From the entries below, return every line that includes the word "pattern".

Data supplied:
.....

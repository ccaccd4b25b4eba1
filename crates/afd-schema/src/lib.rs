// SPDX-License-Identifier: MIT OR Apache-2.0
//! Input schema abstraction for AFD commands.
//!
//! A [`Schema`] wraps a compiled JSON Schema validator and the raw schema
//! document behind three operations: [`Schema::parse`] (validate + decode),
//! [`Schema::json_schema`] (wire projection for `tools/list` and the schema
//! bootstrap tool), and [`Schema::shape`] (a traversal view used by the
//! surface-complexity analyzer). The projection never strips composition
//! keywords (`oneOf`/`anyOf`/`allOf`/`const`) — the analyzer and MCP clients
//! depend on them being truthful.

#![deny(unsafe_code)]
#![warn(missing_docs)]

use schemars::JsonSchema;
use serde::de::DeserializeOwned;
use serde_json::Value;
use thiserror::Error;

/// Failure to build a [`Schema`] from a schema document.
#[derive(Debug, Error)]
pub enum SchemaError {
    /// The document itself is not a valid JSON Schema.
    #[error("invalid JSON schema: {0}")]
    InvalidSchema(String),
}

/// The outcome of [`Schema::parse`].
#[derive(Debug, Clone, PartialEq)]
pub enum ParseOutcome<T> {
    /// Input satisfied the schema and decoded into `T`.
    Ok(T),
    /// Input failed validation; `issues` are human-readable, one per
    /// violation, in the order the validator produced them.
    Err(Vec<String>),
}

impl<T> ParseOutcome<T> {
    /// `true` for [`ParseOutcome::Ok`].
    #[must_use]
    pub fn is_ok(&self) -> bool {
        matches!(self, Self::Ok(_))
    }

    /// Convert into a [`Result`], discarding issue detail.
    pub fn into_result(self) -> Result<T, Vec<String>> {
        match self {
            Self::Ok(v) => Ok(v),
            Self::Err(issues) => Err(issues),
        }
    }
}

/// A validated input schema paired with its compiled validator.
///
/// Cheap to clone the underlying document but the compiled validator is
/// rebuilt, so prefer holding a `Schema` behind an `Arc` in a
/// [`CommandDefinition`](../afd_registry/struct.CommandDefinition.html) (this
/// crate has no dependency on `afd-registry` to avoid a cycle).
pub struct Schema {
    document: Value,
    validator: jsonschema::Validator,
}

impl Schema {
    /// Derive a schema from a Rust type implementing [`JsonSchema`].
    pub fn for_type<T: JsonSchema>() -> Result<Self, SchemaError> {
        let root = schemars::schema_for!(T);
        let document = serde_json::to_value(root).map_err(|e| SchemaError::InvalidSchema(e.to_string()))?;
        Self::from_value(document)
    }

    /// Build a schema from a raw JSON Schema document (e.g. hand-authored,
    /// or loaded from a tool definition on the wire).
    pub fn from_value(document: Value) -> Result<Self, SchemaError> {
        let validator = jsonschema::validator_for(&document)
            .map_err(|e| SchemaError::InvalidSchema(e.to_string()))?;
        Ok(Self { document, validator })
    }

    /// Validate `raw` and, on success, decode it into `T`.
    ///
    /// Decoding failure after a successful schema validation indicates the
    /// schema and `T` have drifted; this is reported as a single issue
    /// rather than panicking.
    pub fn parse<T: DeserializeOwned>(&self, raw: &Value) -> ParseOutcome<T> {
        let issues: Vec<String> = self
            .validator
            .iter_errors(raw)
            .map(|e| format!("{} at {}", e, e.instance_path))
            .collect();
        if !issues.is_empty() {
            return ParseOutcome::Err(issues);
        }
        match serde_json::from_value(raw.clone()) {
            Ok(value) => ParseOutcome::Ok(value),
            Err(e) => ParseOutcome::Err(vec![format!("decode error: {e}")]),
        }
    }

    /// `true` if `raw` satisfies the schema, without decoding.
    #[must_use]
    pub fn is_valid(&self, raw: &Value) -> bool {
        self.validator.is_valid(raw)
    }

    /// The JSON Schema document, as sent over the wire. Composition
    /// keywords are preserved verbatim.
    #[must_use]
    pub fn json_schema(&self) -> &Value {
        &self.document
    }

    /// A traversal view over the root of the schema document.
    #[must_use]
    pub fn shape(&self) -> Shape<'_> {
        Shape { value: &self.document }
    }
}

// ---------------------------------------------------------------------------
// Shape: a read-only traversal over a JSON Schema document
// ---------------------------------------------------------------------------

/// A borrowed view over one node of a JSON Schema document, exposing the
/// composition keywords the complexity analyzer and docs generator need.
#[derive(Clone, Copy)]
pub struct Shape<'a> {
    value: &'a Value,
}

impl<'a> Shape<'a> {
    /// Wrap an arbitrary schema fragment (e.g. a `properties` entry or an
    /// `items` schema) for traversal.
    #[must_use]
    pub fn new(value: &'a Value) -> Self {
        Self { value }
    }

    /// The raw JSON value backing this node.
    #[must_use]
    pub fn raw(&self) -> &'a Value {
        self.value
    }

    /// The `type` keyword, if a single string (schemas using `type: [...]`
    /// report `None` here; callers may still read `.raw()`).
    #[must_use]
    pub fn schema_type(&self) -> Option<&'a str> {
        self.value.get("type")?.as_str()
    }

    /// `properties` as a name → sub-shape map, in document order.
    #[must_use]
    pub fn properties(&self) -> Vec<(String, Shape<'a>)> {
        match self.value.get("properties").and_then(Value::as_object) {
            Some(map) => map
                .iter()
                .map(|(k, v)| (k.clone(), Shape::new(v)))
                .collect(),
            None => Vec::new(),
        }
    }

    /// `required` property names.
    #[must_use]
    pub fn required(&self) -> Vec<String> {
        match self.value.get("required").and_then(Value::as_array) {
            Some(arr) => arr
                .iter()
                .filter_map(|v| v.as_str().map(str::to_string))
                .collect(),
            None => Vec::new(),
        }
    }

    /// `enum` values, if present.
    #[must_use]
    pub fn enum_values(&self) -> Option<&'a Vec<Value>> {
        self.value.get("enum").and_then(Value::as_array)
    }

    /// `const` value, if present.
    #[must_use]
    pub fn const_value(&self) -> Option<&'a Value> {
        self.value.get("const")
    }

    /// `format` keyword.
    #[must_use]
    pub fn format(&self) -> Option<&'a str> {
        self.value.get("format")?.as_str()
    }

    /// `pattern` keyword.
    #[must_use]
    pub fn pattern(&self) -> Option<&'a str> {
        self.value.get("pattern")?.as_str()
    }

    /// `minimum` keyword.
    #[must_use]
    pub fn minimum(&self) -> Option<f64> {
        self.value.get("minimum")?.as_f64()
    }

    /// `maximum` keyword.
    #[must_use]
    pub fn maximum(&self) -> Option<f64> {
        self.value.get("maximum")?.as_f64()
    }

    /// `oneOf` variants.
    #[must_use]
    pub fn one_of(&self) -> Vec<Shape<'a>> {
        self.array_of("oneOf")
    }

    /// `anyOf` variants.
    #[must_use]
    pub fn any_of(&self) -> Vec<Shape<'a>> {
        self.array_of("anyOf")
    }

    /// `allOf` members.
    #[must_use]
    pub fn all_of(&self) -> Vec<Shape<'a>> {
        self.array_of("allOf")
    }

    /// `not` schema.
    #[must_use]
    pub fn not(&self) -> Option<Shape<'a>> {
        self.value.get("not").map(Shape::new)
    }

    /// `items` schema (array element schema).
    #[must_use]
    pub fn items(&self) -> Option<Shape<'a>> {
        self.value.get("items").map(Shape::new)
    }

    fn array_of(&self, key: &str) -> Vec<Shape<'a>> {
        match self.value.get(key).and_then(Value::as_array) {
            Some(arr) => arr.iter().map(Shape::new).collect(),
            None => Vec::new(),
        }
    }

    /// `true` if this node's type is `"null"` — used to detect nullable
    /// wrapper variants inside `oneOf`/`anyOf`.
    #[must_use]
    pub fn is_null_type(&self) -> bool {
        self.schema_type() == Some("null")
    }
}

#[cfg(test)]
mod tests {
    use super::*;
    use serde::Deserialize;
    use serde_json::json;

    #[derive(Debug, Deserialize, JsonSchema, PartialEq)]
    struct Todo {
        title: String,
        #[serde(default)]
        done: bool,
    }

    #[test]
    fn for_type_round_trips_valid_input() {
        let schema = Schema::for_type::<Todo>().unwrap();
        let outcome: ParseOutcome<Todo> =
            schema.parse(&json!({"title": "Buy milk", "done": false}));
        assert!(outcome.is_ok());
    }

    #[test]
    fn for_type_rejects_missing_required_field() {
        let schema = Schema::for_type::<Todo>().unwrap();
        let outcome: ParseOutcome<Todo> = schema.parse(&json!({}));
        assert!(!outcome.is_ok());
        match outcome {
            ParseOutcome::Err(issues) => assert!(!issues.is_empty()),
            ParseOutcome::Ok(_) => unreachable!(),
        }
    }

    #[test]
    fn json_schema_preserves_one_of() {
        let doc = json!({
            "oneOf": [
                {"type": "object", "properties": {"a": {"type": "string"}}},
                {"type": "null"}
            ]
        });
        let schema = Schema::from_value(doc.clone()).unwrap();
        assert_eq!(schema.json_schema(), &doc);
        assert_eq!(schema.shape().one_of().len(), 2);
    }

    #[test]
    fn shape_exposes_composition_keywords() {
        let doc = json!({
            "type": "object",
            "properties": {
                "kind": {"enum": ["a", "b"]},
                "count": {"minimum": 0, "maximum": 10}
            },
            "required": ["kind"],
            "allOf": [{"type": "object"}],
        });
        let schema = Schema::from_value(doc).unwrap();
        let shape = schema.shape();
        assert_eq!(shape.required(), vec!["kind".to_string()]);
        let props = shape.properties();
        let kind = props.iter().find(|(k, _)| k == "kind").unwrap();
        assert!(kind.1.enum_values().is_some());
        let count = props.iter().find(|(k, _)| k == "count").unwrap();
        assert_eq!(count.1.minimum(), Some(0.0));
        assert_eq!(count.1.maximum(), Some(10.0));
        assert_eq!(shape.all_of().len(), 1);
    }

    #[test]
    fn is_null_type_detects_nullable_wrapper() {
        let doc = json!({"type": "null"});
        let schema = Schema::from_value(doc).unwrap();
        assert!(schema.shape().is_null_type());
    }

    #[test]
    fn is_valid_without_decoding() {
        let schema = Schema::for_type::<Todo>().unwrap();
        assert!(schema.is_valid(&json!({"title": "x"})));
        assert!(!schema.is_valid(&json!({"done": true})));
    }
}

.....

Task solution:
    /// `pattern` keyword.
    pub fn pattern(&self) -> Option<&'a str> {
        self.value.get("pattern")?.as_str()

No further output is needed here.